Redistribution of acid‐base transporters is a crucial regulatory mechanism for many cells to cope with extracellular pH changes. Moreover, in the central nervous system, rapid pH shifts occur during neuronal activity. However, the specific proteins involved in regulated vesicular traffic of acid‐base transporters in neurons are largely unknown. In the present study we have investigated the impact of members of the Rab family of small GTPases on the trafficking of the vacuolar‐type H + ‐ATPase (V‐ATPase) in neurons in vitro using primary hippocampal cells from mouse embryonic day 18.5 as an experimental model. We show differential co‐localization and interaction of V‐ATPase with Rab family members.

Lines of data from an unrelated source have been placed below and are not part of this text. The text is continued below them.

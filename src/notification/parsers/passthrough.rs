//! Generic parser: topic as title, payload as message.

use crate::notification::error::ParseError;
use crate::notification::icon::Icon;
use crate::notification::parser::Parser;
use crate::notification::plugin_config::{resolve_icon, PluginConfig};
use crate::notification::request::{NotificationRequest, RawMessage};
use crate::notification::runners::NOTIFY_RUNNER;

pub const PASSTHROUGH_PARSER: &str = "notify";

#[derive(Debug, Clone)]
pub struct PassthroughParser {
    default_icon: Icon,
}

impl PassthroughParser {
    pub fn new() -> Self {
        Self {
            default_icon: Icon::bundled(PASSTHROUGH_PARSER),
        }
    }
}

impl Default for PassthroughParser {
    fn default() -> Self {
        Self::new()
    }
}

impl Parser for PassthroughParser {
    fn name(&self) -> &str {
        PASSTHROUGH_PARSER
    }

    fn prepare(
        &self,
        msg: Option<&RawMessage>,
        config: Option<&PluginConfig>,
    ) -> Result<NotificationRequest, ParseError> {
        let Some(msg) = msg.filter(|m| !m.payload.is_empty()) else {
            return Ok(NotificationRequest::empty(config.cloned()));
        };

        let icon = resolve_icon(config)
            .ok()
            .flatten()
            .unwrap_or_else(|| self.default_icon.clone());

        Ok(
            NotificationRequest::new(msg.topic.as_str(), msg.payload.clone(), NOTIFY_RUNNER)
                .with_icon(icon)
                .with_config(config.cloned()),
        )
    }
}
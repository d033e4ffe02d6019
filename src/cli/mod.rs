//! CLI command handling

pub mod bootstrap;
pub mod parse;
pub mod run;
pub mod send;

pub use bootstrap::*;
pub use parse::*;
pub use run::*;
pub use send::*;
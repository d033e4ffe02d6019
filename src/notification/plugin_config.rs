//! Per-route plugin settings
//!
//! | key       | type   | consumer        |
//! |-----------|--------|-----------------|
//! | `icon`    | string | parser + runner |
//! | `urgency` | string | runner          |
//!
//! Unknown keys are ignored so configs written for newer plugins keep working.

use serde::{Deserialize, Serialize};
use serde_json::{Map, Value};

use super::error::ConfigError;
use super::icon::Icon;
use super::urgency::Urgency;

pub const ICON_KEY: &str = "icon";
pub const URGENCY_KEY: &str = "urgency";

#[derive(Debug, Clone, Default, PartialEq, Serialize, Deserialize)]
#[serde(transparent)]
pub struct PluginConfig(Map<String, Value>);

impl PluginConfig {
    pub fn new() -> Self {
        Self::default()
    }

    pub fn insert(&mut self, key: impl Into<String>, value: impl Into<Value>) {
        self.0.insert(key.into(), value.into());
    }

    pub fn with(mut self, key: impl Into<String>, value: impl Into<Value>) -> Self {
        self.insert(key, value);
        self
    }

    /// `icon` override, if any.
    pub fn icon(&self) -> Result<Option<Icon>, ConfigError> {
        match self.0.get(ICON_KEY) {
            None | Some(Value::Null) => Ok(None),
            Some(Value::String(s)) if s.trim().is_empty() => Ok(None),
            Some(Value::String(s)) => Ok(Some(Icon::parse(s))),
            Some(_) => Err(ConfigError::InvalidValue {
                key: ICON_KEY.to_string(),
                expected: "a string path or icon name",
            }),
        }
    }

    /// Configured urgency, `normal` when the key is missing.
    pub fn urgency(&self) -> Result<Urgency, ConfigError> {
        match self.0.get(URGENCY_KEY) {
            None | Some(Value::Null) => Ok(Urgency::default()),
            Some(Value::String(s)) => s.parse(),
            Some(_) => Err(ConfigError::InvalidValue {
                key: URGENCY_KEY.to_string(),
                expected: "one of \"low\", \"normal\", \"critical\"",
            }),
        }
    }
}

/// Urgency for an optional config.
pub fn resolve_urgency(config: Option<&PluginConfig>) -> Result<Urgency, ConfigError> {
    config.map_or(Ok(Urgency::default()), PluginConfig::urgency)
}

/// Icon override for an optional config.
pub fn resolve_icon(config: Option<&PluginConfig>) -> Result<Option<Icon>, ConfigError> {
    config.map_or(Ok(None), PluginConfig::icon)
}
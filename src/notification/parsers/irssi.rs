//! irssi-mqtt-notify 消息解析
//!
//! The irssi bridge has published a few payload shapes over time:
//!
//! - `(nick) text` for private messages
//! - `[#channel/nick] text` for highlights
//! - `title:text` from older bridge versions
//!
//! Anything else is shown with the topic as title so no content is lost.

use tracing::debug;

use crate::notification::error::ParseError;
use crate::notification::icon::Icon;
use crate::notification::parser::Parser;
use crate::notification::plugin_config::{resolve_icon, PluginConfig};
use crate::notification::request::{NotificationRequest, Payload, RawMessage};
use crate::notification::runners::NOTIFY_RUNNER;

pub const IRSSI_PARSER: &str = "irssi";

/// Payload sub-format produced by the bridge.
#[derive(Debug, Clone, Copy, PartialEq, Eq)]
pub enum IrssiFormat {
    /// `(nick) text`
    PrivateMessage,
    /// `[target] text`
    Highlight,
    /// `title:text`
    Colon,
    /// Fallback: title is the topic
    Unrecognized,
}

impl IrssiFormat {
    /// Bracket forms win over the colon form.
    const DETECTION_ORDER: [IrssiFormat; 3] = [
        IrssiFormat::PrivateMessage,
        IrssiFormat::Highlight,
        IrssiFormat::Colon,
    ];

    pub fn detect(payload: &Payload) -> Self {
        Self::DETECTION_ORDER
            .into_iter()
            .find(|format| format.matches(payload))
            .unwrap_or(IrssiFormat::Unrecognized)
    }

    fn matches(self, payload: &Payload) -> bool {
        match self {
            IrssiFormat::PrivateMessage => payload.first() == Some(b'('),
            IrssiFormat::Highlight => payload.first() == Some(b'['),
            // A leading colon would leave an empty title.
            IrssiFormat::Colon => payload.position(b':').is_some_and(|i| i > 0),
            IrssiFormat::Unrecognized => true,
        }
    }

    /// Closing character of the embedded title, kept in the title.
    pub fn delimiter(self) -> Option<u8> {
        match self {
            IrssiFormat::PrivateMessage => Some(b')'),
            IrssiFormat::Highlight => Some(b']'),
            IrssiFormat::Colon | IrssiFormat::Unrecognized => None,
        }
    }

    /// Split `msg` into `(title, message)`.
    pub fn split(self, msg: &RawMessage) -> Result<(Payload, Payload), ParseError> {
        if let Some(delimiter) = self.delimiter() {
            let (head, tail) = msg.payload.split_once(delimiter).ok_or_else(|| {
                ParseError::MalformedPayload {
                    delimiter: delimiter as char,
                    payload: msg.payload.to_string_lossy().into_owned(),
                }
            })?;
            let mut title = head.as_bytes().to_vec();
            title.push(delimiter);
            return Ok((Payload::from(title), tail));
        }

        let colon_split = match self {
            IrssiFormat::Colon => msg.payload.split_once(b':'),
            _ => None,
        };
        Ok(colon_split
            .unwrap_or_else(|| (Payload::from(msg.topic.as_str()), msg.payload.clone())))
    }
}

/// Parser for payloads published by irssi-mqtt-notify.
#[derive(Debug, Clone)]
pub struct IrssiParser {
    default_icon: Icon,
}

impl IrssiParser {
    pub fn new() -> Self {
        Self {
            default_icon: Icon::bundled(IRSSI_PARSER),
        }
    }
}

impl Default for IrssiParser {
    fn default() -> Self {
        Self::new()
    }
}

impl Parser for IrssiParser {
    fn name(&self) -> &str {
        IRSSI_PARSER
    }

    fn prepare(
        &self,
        msg: Option<&RawMessage>,
        config: Option<&PluginConfig>,
    ) -> Result<NotificationRequest, ParseError> {
        let Some(msg) = msg.filter(|m| !m.payload.is_empty()) else {
            return Ok(NotificationRequest::empty(config.cloned()));
        };

        let format = IrssiFormat::detect(&msg.payload);
        let (title, message) = format.split(msg)?;
        debug!(topic = %msg.topic, ?format, "Detected irssi payload format");

        // An unusable icon value is reported by the runner, which reads the same key.
        let icon = resolve_icon(config)
            .ok()
            .flatten()
            .unwrap_or_else(|| self.default_icon.clone());

        Ok(NotificationRequest::new(title, message, NOTIFY_RUNNER)
            .with_icon(icon)
            .with_config(config.cloned()))
    }
}

#[cfg(test)]
mod tests {
    use super::*;

    fn prepare(topic: &str, payload: &str) -> Result<NotificationRequest, ParseError> {
        IrssiParser::new().prepare(Some(&RawMessage::new(topic, payload)), None)
    }

    #[test]
    fn test_detect_formats() {
        assert_eq!(IrssiFormat::detect(&"(bob) hi".into()), IrssiFormat::PrivateMessage);
        assert_eq!(IrssiFormat::detect(&"[#rust] hi".into()), IrssiFormat::Highlight);
        assert_eq!(IrssiFormat::detect(&"bob: hi".into()), IrssiFormat::Colon);
        assert_eq!(IrssiFormat::detect(&"hello".into()), IrssiFormat::Unrecognized);
    }

    #[test]
    fn test_bracket_detection_wins_over_colon() {
        assert_eq!(
            IrssiFormat::detect(&"[#rust/bob] re: lifetimes".into()),
            IrssiFormat::Highlight
        );
        assert_eq!(
            IrssiFormat::detect(&"(bob) see: this".into()),
            IrssiFormat::PrivateMessage
        );
    }

    #[test]
    fn test_highlight() {
        let req = prepare("irssi", "[user] hello world").unwrap();
        assert_eq!(req.title, Some(Payload::from("[user]")));
        assert_eq!(req.message, Some(Payload::from(" hello world")));
        assert_eq!(req.runner.as_deref(), Some("notify"));
    }

    #[test]
    fn test_private_message() {
        let req = prepare("irssi", "(friend) hi there").unwrap();
        assert_eq!(req.title, Some(Payload::from("(friend)")));
        assert_eq!(req.message, Some(Payload::from(" hi there")));
    }

    #[test]
    fn test_split_at_first_delimiter_only() {
        let req = prepare("irssi", "(a) b) c").unwrap();
        assert_eq!(req.title, Some(Payload::from("(a)")));
        assert_eq!(req.message, Some(Payload::from(" b) c")));
    }

    #[test]
    fn test_unrecognized_uses_topic_as_title() {
        let req = prepare("irc/server", "plain status update").unwrap();
        assert_eq!(req.title, Some(Payload::from("irc/server")));
        assert_eq!(req.message, Some(Payload::from("plain status update")));
    }

    #[test]
    fn test_colon_format() {
        let req = prepare("irssi", "bob:lunch? time: noon").unwrap();
        assert_eq!(req.title, Some(Payload::from("bob")));
        assert_eq!(req.message, Some(Payload::from("lunch? time: noon")));
    }

    #[test]
    fn test_leading_colon_uses_topic() {
        assert_eq!(IrssiFormat::detect(&":hi".into()), IrssiFormat::Unrecognized);
        let req = prepare("irc/x", ":hi").unwrap();
        assert_eq!(req.title, Some(Payload::from("irc/x")));
        assert_eq!(req.message, Some(Payload::from(":hi")));

        let req = prepare("irc/x", ":").unwrap();
        assert_eq!(req.title, Some(Payload::from("irc/x")));
    }

    #[test]
    fn test_empty_tail_is_valid() {
        let req = prepare("irssi", "[x]").unwrap();
        assert_eq!(req.title, Some(Payload::from("[x]")));
        assert_eq!(req.message, Some(Payload::default()));

        let req = prepare("irssi", "()").unwrap();
        assert_eq!(req.title, Some(Payload::from("()")));
        assert_eq!(req.message, Some(Payload::default()));
    }

    #[test]
    fn test_missing_delimiter_is_malformed() {
        let err = prepare("irssi", "[truncated").unwrap_err();
        assert_eq!(
            err,
            ParseError::MalformedPayload {
                delimiter: ']',
                payload: "[truncated".to_string()
            }
        );
        assert!(prepare("irssi", "(").is_err());
    }

    #[test]
    fn test_absent_message_is_empty() {
        let req = IrssiParser::new().prepare(None, None).unwrap();
        assert!(req.is_empty());
        assert!(req.runner.is_none());
    }

    #[test]
    fn test_empty_payload_is_empty() {
        let req = prepare("irssi", "").unwrap();
        assert!(req.is_empty());
    }

    #[test]
    fn test_default_icon_and_config_passthrough() {
        let config = PluginConfig::new().with("urgency", "critical");
        let req = IrssiParser::new()
            .prepare(Some(&RawMessage::new("irssi", "[a] b")), Some(&config))
            .unwrap();
        assert_eq!(req.icon, Some(Icon::bundled("irssi")));
        assert_eq!(req.config, Some(config));
    }

    #[test]
    fn test_config_icon_override() {
        let config = PluginConfig::new().with("icon", "/opt/irc.png");
        let req = IrssiParser::new()
            .prepare(Some(&RawMessage::new("irssi", "[a] b")), Some(&config))
            .unwrap();
        assert_eq!(req.icon, Some(Icon::Path("/opt/irc.png".into())));
    }

    #[test]
    fn test_non_utf8_payload_is_split_bytewise() {
        let msg = RawMessage::new("irssi", vec![b'(', b'b', b')', b' ', 0xff]);
        let req = IrssiParser::new().prepare(Some(&msg), None).unwrap();
        assert_eq!(req.title, Some(Payload::from("(b)")));
        assert_eq!(req.message, Some(Payload::from(vec![b' ', 0xff])));
    }
}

Extracellular acidosis causes translocation of the V‐ATPase from the Golgi apparatus toward the dendrites and the plasma membrane, a process mediated by Rab GTPases. Loss‐of‐function experiments using specific siRNA against distinct Rab family members prevent acidosis‐induced V‐ATPase translocation. The data introduce members of the Rab family as crucial regulators of acidosis‐induced V‐ATPase traffic in neuronal cells. Funded by the Deutsche Forschungsgemeinschaft.